# How long does the THC stay in your system for after eating pot brownies



## jeezy42085 (Jun 15, 2009)

yea i have a drug test coming up and can't smoke. I read in hightimes that they get out of your system quicker if you eat them or drink tea! Is this true does any one know??? PLEASE HELP I really wanna smoke but i cant risk it I have 20 days left to go before i can spark any thing. Thank you


----------



## SpruceZeus (Jun 19, 2009)

I'd say its not worth the risk.
Reports are sketchy, but they say weed can stay in your system for 3-4 months if you are a heavy user.


----------



## Cronk (Jun 26, 2009)

I'd stay just stick it out till your drug test, Its going to be even more magical when you light up a fatty after depriving your self of weed....


----------



## towlie (Jun 28, 2009)

I wouldn't risk it either Jeezy. 

NORML has some great information on the subject.

http://norml.org/index.cfm?Group_ID=4934

The following regime has been suggested by a former army drug testing officer (Robert Freeman, "How to 'Beat' a Drug Test," High Times, Aug. 198: Take an 80-milligram dose of Lasix; take a hefty drink of water; piss two or three times, then take the test. If you're lucky and didn't smoke too much pot, a good washout may get you past a test on a couple days' notice. However, regular smokers should allow at least a week or two if at all possible. 

I like to periodically flush it from my system... which sucks. But as Cronk said, it will lower your tolerance... Allowing you to get a bigger bang for the buck. I also think this technique promotes the numerous health benefits associated with moderate Giggle-Bush use such as the promotion of brain development, etc.

http://www.npr.org/templates/story/story.php?storyId=6353985

Good luck with your test bro...


----------



## ImTheDude (Jul 3, 2009)

Dude I'm a heavy smoker and on probation now. A month ago i got the notice that they were doing a physical, mental, and drug tests on me. I smoke Alot and only Chronic meaning KB. So I got the notice a week before it happened. Stopped smoking started drinking more than usual. Still hung out with friends while they were smoking. Passed. I heard from a recent study that Marijuana more than likely only stays in your body on average for only a week.


----------



## MrJoshC (Jul 5, 2009)

ImTheDude said:


> I heard from a recent study that Marijuana more than likely only stays in your body on average for only a week.

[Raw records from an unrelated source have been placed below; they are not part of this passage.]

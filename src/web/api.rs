//! JSON API handlers for the web dashboard.
//!
//! Each handler corresponds to one endpoint and returns a JSON response.
//! Malformed requests get a 400; a control thread that does not answer is
//! reported as a 500 by the router.

use anyhow::{Context, Result, anyhow};
use serde::{Deserialize, Serialize};
use tiny_http::{Response, StatusCode};

use super::{HttpResponse, WebState, content_type_json, error_response};
use crate::activity::{ActivityEntry, Level};
use crate::board::Command;
use crate::config::schema::LoadwatchConfig;
use crate::filter::{FilterParam, Tab};
use crate::store::{Snapshot, SnapshotView};

// ---------------------------------------------------------------------------
// Request and response types
// ---------------------------------------------------------------------------

/// `PUT /api/filters` body. Omitted fields are left unchanged.
#[derive(Debug, Default, Deserialize)]
struct FilterUpdateRequest {
    tab: Option<String>,
    equipment_type: Option<String>,
    #[serde(alias = "search_query")]
    search: Option<String>,
}

impl FilterUpdateRequest {
    fn into_params(self) -> Result<Vec<FilterParam>, String> {
        let mut params = Vec::new();
        if let Some(tab) = self.tab {
            let tab = Tab::parse(&tab).ok_or_else(|| format!("unknown tab '{tab}'"))?;
            params.push(FilterParam::Tab(tab));
        }
        if let Some(equipment) = self.equipment_type {
            params.push(FilterParam::Equipment(equipment));
        }
        if let Some(search) = self.search {
            params.push(FilterParam::Search(search));
        }
        Ok(params)
    }
}

/// `PUT /api/selection` body. `null` clears the selection.
#[derive(Debug, Deserialize)]
struct SelectionRequest {
    load_id: Option<String>,
}

#[derive(Serialize)]
struct ConfigResponse {
    config: LoadwatchConfig,
    toml_text: String,
}

#[derive(Serialize)]
struct HealthResponse {
    backend_url: String,
    uptime_secs: u64,
    version: u64,
    last_update: Option<String>,
    total_loads: usize,
    metrics_available: bool,
    log_path: Option<String>,
    recent_failures: Vec<ActivityEntry>,
}

// ---------------------------------------------------------------------------
// Helpers
// ---------------------------------------------------------------------------

fn json_response<T: Serialize>(data: &T) -> Result<HttpResponse> {
    let body = serde_json::to_string(data).context("failed to serialize JSON response")?;
    Ok(Response::from_data(body.into_bytes())
        .with_header(content_type_json())
        .with_status_code(StatusCode(200)))
}

fn snapshot_response(snapshot: &Snapshot) -> Result<HttpResponse> {
    json_response(&SnapshotView::new(snapshot))
}

/// Apply `command` on the control thread and return the snapshot after it.
fn apply_command(state: &WebState, command: Command) -> Result<Snapshot> {
    state
        .client
        .request(command)
        .ok_or_else(|| anyhow!("control thread did not respond"))
}

/// Hide all but the last four characters of a credential.
fn mask(secret: &str) -> String {
    let count = secret.chars().count();
    if count <= 4 {
        return "*".repeat(count);
    }
    let tail: String = secret.chars().skip(count - 4).collect();
    format!("{}{}", "*".repeat(count - 4), tail)
}

// ---------------------------------------------------------------------------
// API Handlers
// ---------------------------------------------------------------------------

/// `GET /api/snapshot`: latest published board state.
pub fn get_snapshot(state: &WebState) -> Result<HttpResponse> {
    snapshot_response(&state.snapshot.latest())
}

/// `PUT /api/filters`: change one or more filter dimensions.
///
/// Body: `{ "tab": "all", "equipment_type": "Reefer", "search": "chi" }`
pub fn put_filters(state: &WebState, body: &str) -> Result<HttpResponse> {
    let req: FilterUpdateRequest = match serde_json::from_str(body) {
        Ok(req) => req,
        Err(e) => return Ok(error_response(400, &format!("invalid JSON: {e}"))),
    };
    let params = match req.into_params() {
        Ok(params) if params.is_empty() => return Ok(error_response(400, "no filter fields given")),
        Ok(params) => params,
        Err(msg) => return Ok(error_response(400, &msg)),
    };

    snapshot_response(&apply_command(state, Command::SetFilters(params))?)
}

/// `PUT /api/selection`: select a load or clear the selection.
pub fn put_selection(state: &WebState, body: &str) -> Result<HttpResponse> {
    let req: SelectionRequest = match serde_json::from_str(body) {
        Ok(req) => req,
        Err(e) => return Ok(error_response(400, &format!("invalid JSON: {e}"))),
    };
    let snapshot = apply_command(state, Command::Select(req.load_id))?;
    snapshot_response(&snapshot)
}

/// `POST /api/refresh`: start a cycle now.
pub fn post_refresh(state: &WebState) -> Result<HttpResponse> {
    if !state.client.refresh_now() {
        return Err(anyhow!("control thread has stopped"));
    }
    json_response(&serde_json::json!({ "success": true }))
}

/// `GET /api/config`: effective configuration, credential masked.
pub fn get_config(state: &WebState) -> Result<HttpResponse> {
    let mut config = state.config.clone();
    config.api.api_key = mask(&config.api.api_key);
    let toml_text = toml::to_string_pretty(&config).unwrap_or_default();
    json_response(&ConfigResponse { config, toml_text })
}

/// `GET /api/health`: board freshness and recent fetch failures.
pub fn get_health(state: &WebState) -> Result<HttpResponse> {
    let snapshot = state.snapshot.latest();
    let resp = HealthResponse {
        backend_url: state.config.api.base_url.clone(),
        uptime_secs: state.started_at.elapsed().as_secs(),
        version: snapshot.version,
        last_update: snapshot.updated_at.map(|t| t.to_rfc3339()),
        total_loads: snapshot.total_loads(),
        metrics_available: snapshot.metrics.is_some(),
        log_path: state.log.path().map(|p| p.display().to_string()),
        recent_failures: state.log.recent(Level::Warn, 10),
    };
    json_response(&resp)
}

// ---------------------------------------------------------------------------
// Tests
// ---------------------------------------------------------------------------

#[cfg(test)]
mod tests {
    use super::*;

    #[test]
    fn filter_request_collects_present_fields() {
        let req: FilterUpdateRequest =
            serde_json::from_str(r#"{"tab": "all", "search": "chi"}"#).unwrap();
        assert_eq!(
            req.into_params().unwrap(),
            vec![
                FilterParam::Tab(Tab::All),
                FilterParam::Search("chi".to_string())
            ]
        );
    }

    #[test]
    fn filter_request_accepts_search_query_alias() {
        let req: FilterUpdateRequest =
            serde_json::from_str(r#"{"search_query": "reefer"}"#).unwrap();
        assert_eq!(
            req.into_params().unwrap(),
            vec![FilterParam::Search("reefer".to_string())]
        );
    }

    #[test]
    fn filter_request_rejects_unknown_tab() {
        let req: FilterUpdateRequest = serde_json::from_str(r#"{"tab": "covered"}"#).unwrap();
        assert!(req.into_params().unwrap_err().contains("covered"));
    }

    #[test]
    fn empty_equipment_is_kept_as_clear() {
        let req: FilterUpdateRequest =
            serde_json::from_str(r#"{"equipment_type": ""}"#).unwrap();
        assert_eq!(
            req.into_params().unwrap(),
            vec![FilterParam::Equipment(String::new())]
        );
    }

    #[test]
    fn selection_request_accepts_null() {
        let req: SelectionRequest = serde_json::from_str(r#"{"load_id": null}"#).unwrap();
        assert!(req.load_id.is_none());
        let req: SelectionRequest = serde_json::from_str(r#"{"load_id": "LOAD-001"}"#).unwrap();
        assert_eq!(req.load_id.as_deref(), Some("LOAD-001"));
    }

    #[test]
    fn mask_keeps_tail() {
        assert_eq!(mask("acme_dev_test_key_123"), "*****************_123");
        assert_eq!(mask("abc"), "***");
        assert_eq!(mask(""), "");
    }
}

I'm not completely sure this is true. I think it might depend a little on the person also. I say this because my step mother failed a piss test more then 2 months after she last smoked. She only smoked your normal commercial stuff too (she smoked a lot though).


----------



## Mysticlown150 (Jul 6, 2009)

Also depends on how fast your motabalism is to.


----------



## chief greenleaf (Dec 14, 2009)

A new study I recently read is showing that the old "weed stays in your system for a month or longer" rule is BS. On average, supposedly after smoking once its out of your system in a day or two. Weekly smokers are lookin at 3-5 days and moderate daily smokers 5-7 days. Heavy smokers will be clean in one to two weeks. Remember this is all from what I remember of the study not from me but in my extensive personal experience with drug tests (lots of probation, parole, etc) these calculations do seem a lot more accurate than the 30 day thing. Yes this is all very dependent on your metabolism but Ive always thought that the 30 day thing was an exaggeration.
The study is one of the most recent ones done and the scientists were highly doubting the legitimacy of the 30 day theory and with all the lies weve been told about the good herb all our lives I wouldnt be surprised if these guys are right!
Ill try ta find the study and post it for everybody.
Oh yea Mr Josh your step mom had to have been puffin that one hitter on the low here and there during those couple of months! There is no way anything would still be in your system after 2 months no matter how much of whatever kind of herb your smokin!


----------



## CrackerJax (Dec 14, 2009)

5-7 days? Who can hold their bowels that long???


----------



## BushVet215 (Sep 13, 2012)

i know i'm 3 years late, but when i was in the army, we were briefed that you need to eat 1.5lb of cannabis to piss hot for the bare minimum. to anyone who reads this thread and you're afraid of smoking for DT reasons, eat away! cuz who the fuck is really going to eat 1.5lb of cannabis?


----------



## gioua (Sep 14, 2012)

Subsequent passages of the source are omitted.